I want to conclude tonight by mentioning a particular case of a Samoan Australian, Talalelei Pauga, who is in custody in Brisbane awaiting extradition to Samoa. It's important, of course, that there is an independent, fair process to examine any allegations against him. However, it's a concern where we believe an individual may potentially not receive a fair and independent process. In this instance, I am particularly concerned at reports that the Prime Minister of Samoa has intervened by writing and criticising bail decisions in Samoa by the ministry of justice in relation to two individuals who were also charged in the case associated with Mr Pauga. An Amnesty International Pacific researcher has said:

The concern here with the extradition charges is that we don't know what evidence they have to allege this person has been involved in any crime in Samoa and yet he's been detained and held in custody, …

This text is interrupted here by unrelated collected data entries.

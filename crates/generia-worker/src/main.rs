// Copyright (C) 2025 The Generia Authors
// SPDX-License-Identifier: AGPL-3.0-or-later
//! Generia Worker - World Generation Task Worker
//!
//! Drains the world generation task queue:
//! - Claims pending tasks in FIFO order
//! - Generates AI users and posts
//! - Promotes worlds once their tasks are done
//! - Optionally fails tasks abandoned by a crashed worker

use std::sync::Arc;
use std::time::Duration;

use tracing::{info, warn};

use generia_core::{StoreError, TaskStore};
use generia_worker::config::{self, Config};
use generia_worker::notification::{BroadcastPublisher, NotificationPublisher};
use generia_worker::retry::{RetryPolicy, retry_with_backoff};
use generia_worker::runtime::WorkerRuntime;
use generia_worker::scheduler::SchedulerKind;

#[tokio::main]
async fn main() -> anyhow::Result<()> {
    // Load .env file if present, before the log filter is read
    let dotenv = dotenvy::dotenv();

    // Initialize logging
    tracing_subscriber::fmt()
        .with_env_filter(
            tracing_subscriber::EnvFilter::try_new(config::log_filter())
                .unwrap_or_else(|_| config::DEFAULT_LOG_FILTER.into()),
        )
        .init();

    if let Err(e) = dotenv {
        warn!("No .env file loaded: {}", e);
    }

    let config = Config::from_env()?;

    info!(
        scheduler = ?config.scheduler,
        claim_mode = ?config.claim_mode,
        completion_policy = ?config.completion_policy,
        topic = %config.tasks_topic,
        "Starting Generia Worker"
    );

    // Connect and migrate, retrying while the database comes up
    let connect_policy = RetryPolicy::new(5, Duration::from_secs(1));
    let store: Arc<dyn TaskStore> = retry_with_backoff(
        &connect_policy,
        "connect_database",
        StoreError::is_transient,
        || generia_core::connect(&config.database_url, config.db_max_connections),
    )
    .await
    .map_err(|e| anyhow::anyhow!("Failed to connect to database: {}", e))?;

    info!("Connected to database");

    let bus = (config.scheduler == SchedulerKind::Notifying).then(BroadcastPublisher::default);
    let external = external_publisher(&config)?;

    let mut builder = WorkerRuntime::builder()
        .store(store)
        .scheduler(config.scheduler)
        .claim_mode(config.claim_mode)
        .worker_config(config.worker_config())
        .tasks_topic(&config.tasks_topic)
        .publish_timeout(Duration::from_millis(config.publish_timeout_ms))
        .stale_task_timeout(config.stale_task_timeout_secs.map(Duration::from_secs))
        .stale_task_poll_interval(Duration::from_secs(config.stale_task_poll_interval_secs));

    builder = match (external, bus) {
        (Some(external), Some(bus)) => {
            let publishers: Vec<Arc<dyn NotificationPublisher>> =
                vec![external, Arc::new(bus.clone())];
            builder
                .publisher(Arc::new(
                    generia_worker::notification::FanoutPublisher::new(publishers),
                ))
                .bus(bus)
        }
        (Some(external), None) => builder.publisher(external),
        (None, Some(bus)) => builder.bus(bus),
        (None, None) => builder,
    };

    let runtime = builder.build()?.start().await?;

    info!("Generia Worker ready");

    wait_for_shutdown().await?;
    info!("Shutdown signal received");

    runtime.shutdown().await?;

    info!("Generia Worker shut down");

    Ok(())
}

#[cfg(feature = "kafka")]
fn external_publisher(config: &Config) -> anyhow::Result<Option<Arc<dyn NotificationPublisher>>> {
    use generia_worker::notification::KafkaPublisher;

    match &config.kafka_brokers {
        Some(brokers) => {
            let publisher = KafkaPublisher::new(
                brokers,
                Duration::from_millis(config.publish_timeout_ms),
            )?;
            Ok(Some(Arc::new(publisher)))
        }
        None => Ok(None),
    }
}

#[cfg(not(feature = "kafka"))]
fn external_publisher(config: &Config) -> anyhow::Result<Option<Arc<dyn NotificationPublisher>>> {
    if config.kafka_brokers.is_some() {
        warn!("GENERIA_KAFKA_BROKERS is set but this build has no kafka feature; notifications stay in-process");
    }
    Ok(None)
}

#[cfg(unix)]
async fn wait_for_shutdown() -> anyhow::Result<()> {
    use tokio::signal::unix::{SignalKind, signal};

    let mut terminate = signal(SignalKind::terminate())?;
    tokio::select! {
        result = tokio::signal::ctrl_c() => result?,
        _ = terminate.recv() => {}
    }
    Ok(())
}

#[cfg(not(unix))]
async fn wait_for_shutdown() -> anyhow::Result<()> {
    tokio::signal::ctrl_c().await?;
    Ok(())
}
// Copyright (C) 2025 The Generia Authors
// SPDX-License-Identifier: AGPL-3.0-or-later
//! Embeddable runtime for generia-worker.
//!
//! [`WorkerRuntime`] wires the store, notification bus, scheduler, worker
//! loop and optional stale task monitor together, so the pipeline can run
//! inside an existing tokio application as well as from the binary.
//!
//! ```rust,ignore
//! use std::sync::Arc;
//! use generia_core::SqliteTaskStore;
//! use generia_worker::notification::BroadcastPublisher;
//! use generia_worker::runtime::WorkerRuntime;
//! use generia_worker::scheduler::SchedulerKind;
//!
//! #[tokio::main]
//! async fn main() -> anyhow::Result<()> {
//!     let store = Arc::new(SqliteTaskStore::from_path("generia.db").await?);
//!
//!     let runtime = WorkerRuntime::builder()
//!         .store(store)
//!         .bus(BroadcastPublisher::default())
//!         .scheduler(SchedulerKind::Notifying)
//!         .build()?
//!         .start()
//!         .await?;
//!
//!     let world = runtime.world_service().create_world(request).await?;
//!     // ... poll runtime.world_service().get_world(&world.id) ...
//!
//!     runtime.shutdown().await?;
//!     Ok(())
//! }
//! ```

use std::sync::Arc;
use std::time::Duration;

use anyhow::Result;
use generia_core::TaskStore;
use tokio::sync::Notify;
use tokio::task::JoinHandle;
use tokio_util::sync::CancellationToken;
use tracing::{error, info};

use crate::aggregator::CompletionAggregator;
use crate::generation::StrategyRegistry;
use crate::notification::{
    BroadcastPublisher, DEFAULT_TASKS_TOPIC, NoopPublisher, NotificationPublisher,
};
use crate::producer::TaskProducer;
use crate::scheduler::{
    ClaimMode, NotifyingScheduler, PollingScheduler, SchedulerKind, TaskScheduler,
};
use crate::service::WorldService;
use crate::stale_task_monitor::{StaleTaskMonitor, StaleTaskMonitorConfig};
use crate::worker::{TaskWorker, WorkerConfig};

/// Builder for creating a [`WorkerRuntime`].
pub struct WorkerRuntimeBuilder {
    store: Option<Arc<dyn TaskStore>>,
    publisher: Option<Arc<dyn NotificationPublisher>>,
    bus: Option<BroadcastPublisher>,
    scheduler: SchedulerKind,
    claim_mode: ClaimMode,
    worker_config: WorkerConfig,
    strategies: StrategyRegistry,
    tasks_topic: String,
    publish_timeout: Duration,
    stale_task_timeout: Option<Duration>,
    stale_task_poll_interval: Duration,
}

impl Default for WorkerRuntimeBuilder {
    fn default() -> Self {
        Self {
            store: None,
            publisher: None,
            bus: None,
            scheduler: SchedulerKind::default(),
            claim_mode: ClaimMode::default(),
            worker_config: WorkerConfig::default(),
            strategies: StrategyRegistry::with_defaults(),
            tasks_topic: DEFAULT_TASKS_TOPIC.to_string(),
            publish_timeout: Duration::from_secs(5),
            stale_task_timeout: None,
            stale_task_poll_interval: Duration::from_secs(60),
        }
    }
}

impl WorkerRuntimeBuilder {
    /// Create a new builder with default settings.
    pub fn new() -> Self {
        Self::default()
    }

    /// Set the task store (required).
    pub fn store(mut self, store: Arc<dyn TaskStore>) -> Self {
        self.store = Some(store);
        self
    }

    /// Set the publisher used by the producer. Defaults to the in-process
    /// bus when one is set, otherwise to a publisher that drops messages.
    pub fn publisher(mut self, publisher: Arc<dyn NotificationPublisher>) -> Self {
        self.publisher = Some(publisher);
        self
    }

    /// Set the in-process bus the notifying scheduler listens on.
    pub fn bus(mut self, bus: BroadcastPublisher) -> Self {
        self.bus = Some(bus);
        self
    }

    pub fn scheduler(mut self, kind: SchedulerKind) -> Self {
        self.scheduler = kind;
        self
    }

    pub fn claim_mode(mut self, mode: ClaimMode) -> Self {
        self.claim_mode = mode;
        self
    }

    pub fn worker_config(mut self, config: WorkerConfig) -> Self {
        self.worker_config = config;
        self
    }

    pub fn strategies(mut self, strategies: StrategyRegistry) -> Self {
        self.strategies = strategies;
        self
    }

    pub fn tasks_topic(mut self, topic: impl Into<String>) -> Self {
        self.tasks_topic = topic.into();
        self
    }

    pub fn publish_timeout(mut self, timeout: Duration) -> Self {
        self.publish_timeout = timeout;
        self
    }

    /// Enable the stale task monitor with the given timeout.
    pub fn stale_task_timeout(mut self, timeout: Option<Duration>) -> Self {
        self.stale_task_timeout = timeout;
        self
    }

    pub fn stale_task_poll_interval(mut self, interval: Duration) -> Self {
        self.stale_task_poll_interval = interval;
        self
    }

    /// Build the runtime configuration.
    pub fn build(self) -> Result<WorkerRuntimeConfig> {
        let store = self
            .store
            .ok_or_else(|| anyhow::anyhow!("store is required"))?;

        if self.scheduler == SchedulerKind::Notifying && self.bus.is_none() {
            anyhow::bail!("the notifying scheduler requires an in-process bus");
        }

        let publisher: Arc<dyn NotificationPublisher> = match (self.publisher, &self.bus) {
            (Some(publisher), _) => publisher,
            (None, Some(bus)) => Arc::new(bus.clone()),
            (None, None) => Arc::new(NoopPublisher),
        };

        Ok(WorkerRuntimeConfig {
            store,
            publisher,
            bus: self.bus,
            scheduler: self.scheduler,
            claim_mode: self.claim_mode,
            worker_config: self.worker_config,
            strategies: self.strategies,
            tasks_topic: self.tasks_topic,
            publish_timeout: self.publish_timeout,
            stale_task_timeout: self.stale_task_timeout,
            stale_task_poll_interval: self.stale_task_poll_interval,
        })
    }
}

/// Configuration for a [`WorkerRuntime`].
pub struct WorkerRuntimeConfig {
    store: Arc<dyn TaskStore>,
    publisher: Arc<dyn NotificationPublisher>,
    bus: Option<BroadcastPublisher>,
    scheduler: SchedulerKind,
    claim_mode: ClaimMode,
    worker_config: WorkerConfig,
    strategies: StrategyRegistry,
    tasks_topic: String,
    publish_timeout: Duration,
    stale_task_timeout: Option<Duration>,
    stale_task_poll_interval: Duration,
}

impl WorkerRuntimeConfig {
    /// Start the runtime, spawning the worker and the stale task monitor.
    pub async fn start(self) -> Result<WorkerRuntime> {
        let scheduler: Arc<dyn TaskScheduler> = match (self.scheduler, &self.bus) {
            (SchedulerKind::Notifying, Some(bus)) => Arc::new(NotifyingScheduler::new(
                self.store.clone(),
                self.claim_mode,
                self.tasks_topic.clone(),
                bus.subscribe(),
            )),
            _ => Arc::new(PollingScheduler::new(self.store.clone(), self.claim_mode)),
        };

        let producer = Arc::new(
            TaskProducer::new(self.store.clone(), self.publisher.clone())
                .with_topic(self.tasks_topic.clone())
                .with_publish_timeout(self.publish_timeout),
        );
        let world_service = Arc::new(WorldService::new(self.store.clone(), producer));

        let completion_policy = self.worker_config.completion_policy;
        let worker = TaskWorker::new(self.store.clone(), scheduler, self.worker_config)
            .with_strategies(self.strategies);
        let worker_shutdown = worker.shutdown_handle();
        let worker_handle = tokio::spawn(worker.run());

        let stale_monitor = self.stale_task_timeout.map(|task_timeout| {
            let monitor = StaleTaskMonitor::new(
                self.store.clone(),
                Arc::new(CompletionAggregator::new(
                    self.store.clone(),
                    completion_policy,
                )),
                StaleTaskMonitorConfig {
                    poll_interval: self.stale_task_poll_interval,
                    task_timeout,
                    ..StaleTaskMonitorConfig::default()
                },
            );
            let shutdown = monitor.shutdown_handle();
            let handle = tokio::spawn(async move {
                monitor.run().await;
            });
            (shutdown, handle)
        });

        info!(
            scheduler = ?self.scheduler,
            claim_mode = ?self.claim_mode,
            publisher = self.publisher.name(),
            topic = %self.tasks_topic,
            stale_task_monitor = stale_monitor.is_some(),
            "WorkerRuntime started"
        );

        Ok(WorkerRuntime {
            worker_handle,
            worker_shutdown,
            stale_monitor,
            world_service,
        })
    }
}

/// A running world generation pipeline.
///
/// Call [`shutdown`](Self::shutdown) for graceful termination. A task in
/// flight at shutdown is left in_progress.
pub struct WorkerRuntime {
    worker_handle: JoinHandle<()>,
    worker_shutdown: CancellationToken,
    stale_monitor: Option<(Arc<Notify>, JoinHandle<()>)>,
    world_service: Arc<WorldService>,
}

impl WorkerRuntime {
    /// Create a new builder for configuring the runtime.
    pub fn builder() -> WorkerRuntimeBuilder {
        WorkerRuntimeBuilder::new()
    }

    /// Service for creating and polling worlds against this runtime's store.
    pub fn world_service(&self) -> &Arc<WorldService> {
        &self.world_service
    }

    /// Check if the worker is still running.
    pub fn is_running(&self) -> bool {
        !self.worker_handle.is_finished()
    }

    /// Signal the worker and the stale task monitor to stop, then wait for them.
    pub async fn shutdown(self) -> Result<()> {
        info!("WorkerRuntime shutting down...");

        self.worker_shutdown.cancel();
        if let Some((shutdown, _)) = &self.stale_monitor {
            shutdown.notify_one();
        }

        if let Some((_, handle)) = self.stale_monitor
            && let Err(e) = handle.await
        {
            error!("Stale task monitor task panicked: {}", e);
        }

        match self.worker_handle.await {
            Ok(()) => {
                info!("WorkerRuntime shutdown complete");
                Ok(())
            }
            Err(e) => {
                error!("Task worker task panicked: {}", e);
                Err(anyhow::anyhow!("worker task panicked: {}", e))
            }
        }
    }
}
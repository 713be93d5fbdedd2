// Copyright (C) 2025 The Generia Authors
// SPDX-License-Identifier: AGPL-3.0-or-later
//! Error types for generia-core.
//!
//! Every task store operation returns [`StoreError`]. Each variant carries a
//! stable machine-readable code so callers can log or branch on it.

use std::fmt;

/// Result type using StoreError
pub type Result<T> = std::result::Result<T, StoreError>;

/// Errors raised by the task store.
#[derive(Debug, Clone)]
#[non_exhaustive]
pub enum StoreError {
    /// Task was not found in the database.
    TaskNotFound {
        /// The task ID that was not found.
        task_id: String,
    },

    /// World was not found in the database.
    WorldNotFound {
        /// The world ID that was not found.
        world_id: String,
    },

    /// Task is in a state that does not allow the requested transition.
    InvalidTaskState {
        /// The task ID.
        task_id: String,
        /// The status the operation required.
        expected: String,
        /// The status the task actually had.
        actual: String,
    },

    /// Input validation failed.
    ValidationError {
        /// The field that failed validation.
        field: String,
        /// The validation error message.
        message: String,
    },

    /// Database operation failed (connection loss, timeout, constraint).
    DatabaseError {
        /// The operation that failed.
        operation: String,
        /// Error details.
        details: String,
    },
}

impl StoreError {
    /// Get the error code string for this error type.
    pub fn error_code(&self) -> &'static str {
        match self {
            Self::TaskNotFound { .. } => "TASK_NOT_FOUND",
            Self::WorldNotFound { .. } => "WORLD_NOT_FOUND",
            Self::InvalidTaskState { .. } => "INVALID_TASK_STATE",
            Self::ValidationError { .. } => "VALIDATION_ERROR",
            Self::DatabaseError { .. } => "DATABASE_ERROR",
        }
    }

    /// Whether the error came from the storage layer itself rather than
    /// from the state of the data. The worker loop retries these.
    pub fn is_transient(&self) -> bool {
        matches!(self, Self::DatabaseError { .. })
    }

    pub(crate) fn database(operation: &str, details: impl fmt::Display) -> Self {
        Self::DatabaseError {
            operation: operation.to_string(),
            details: details.to_string(),
        }
    }

    pub(crate) fn validation(field: &str, message: impl Into<String>) -> Self {
        Self::ValidationError {
            field: field.to_string(),
            message: message.into(),
        }
    }
}

impl fmt::Display for StoreError {
    fn fmt(&self, f: &mut fmt::Formatter<'_>) -> fmt::Result {
        match self {
            Self::TaskNotFound { task_id } => {
                write!(f, "Task '{}' not found", task_id)
            }
            Self::WorldNotFound { world_id } => {
                write!(f, "World '{}' not found", world_id)
            }
            Self::InvalidTaskState {
                task_id,
                expected,
                actual,
            } => {
                write!(
                    f,
                    "Task '{}' is in invalid state: expected '{}', got '{}'",
                    task_id, expected, actual
                )
            }
            Self::ValidationError { field, message } => {
                write!(f, "Validation error for '{}': {}", field, message)
            }
            Self::DatabaseError { operation, details } => {
                write!(f, "Database error during '{}': {}", operation, details)
            }
        }
    }
}

impl std::error::Error for StoreError {}

impl From<sqlx::Error> for StoreError {
    fn from(err: sqlx::Error) -> Self {
        StoreError::DatabaseError {
            operation: "query".to_string(),
            details: err.to_string(),
        }
    }
}

impl From<sqlx::migrate::MigrateError> for StoreError {
    fn from(err: sqlx::migrate::MigrateError) -> Self {
        StoreError::DatabaseError {
            operation: "migrate".to_string(),
            details: err.to_string(),
        }
    }
}

impl From<serde_json::Error> for StoreError {
    fn from(err: serde_json::Error) -> Self {
        StoreError::DatabaseError {
            operation: "json".to_string(),
            details: err.to_string(),
        }
    }
}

Talalelei Pauga has been a critic of the Samoan Prime Minister. We think it's incredibly important that a person's political activities should not result in political interference in what should be a fair and independent judicial process. Amnesty International has particularly raised concerns about this potential political interference. They said:

We've seen the UN special rapporteur on the independence of judges and lawyers communicate with the Samoan Government this year around some of their concerns about the lack of separation of power.

In conclusion, I want to be very clear: we are asking that the government pay very close attention to this case to ensure that there will be an independent and fair process to examine the allegations against Mr Pauga and to make sure that this process is not being influenced by political considerations before allowing Mr Pauga's extradition to proceed.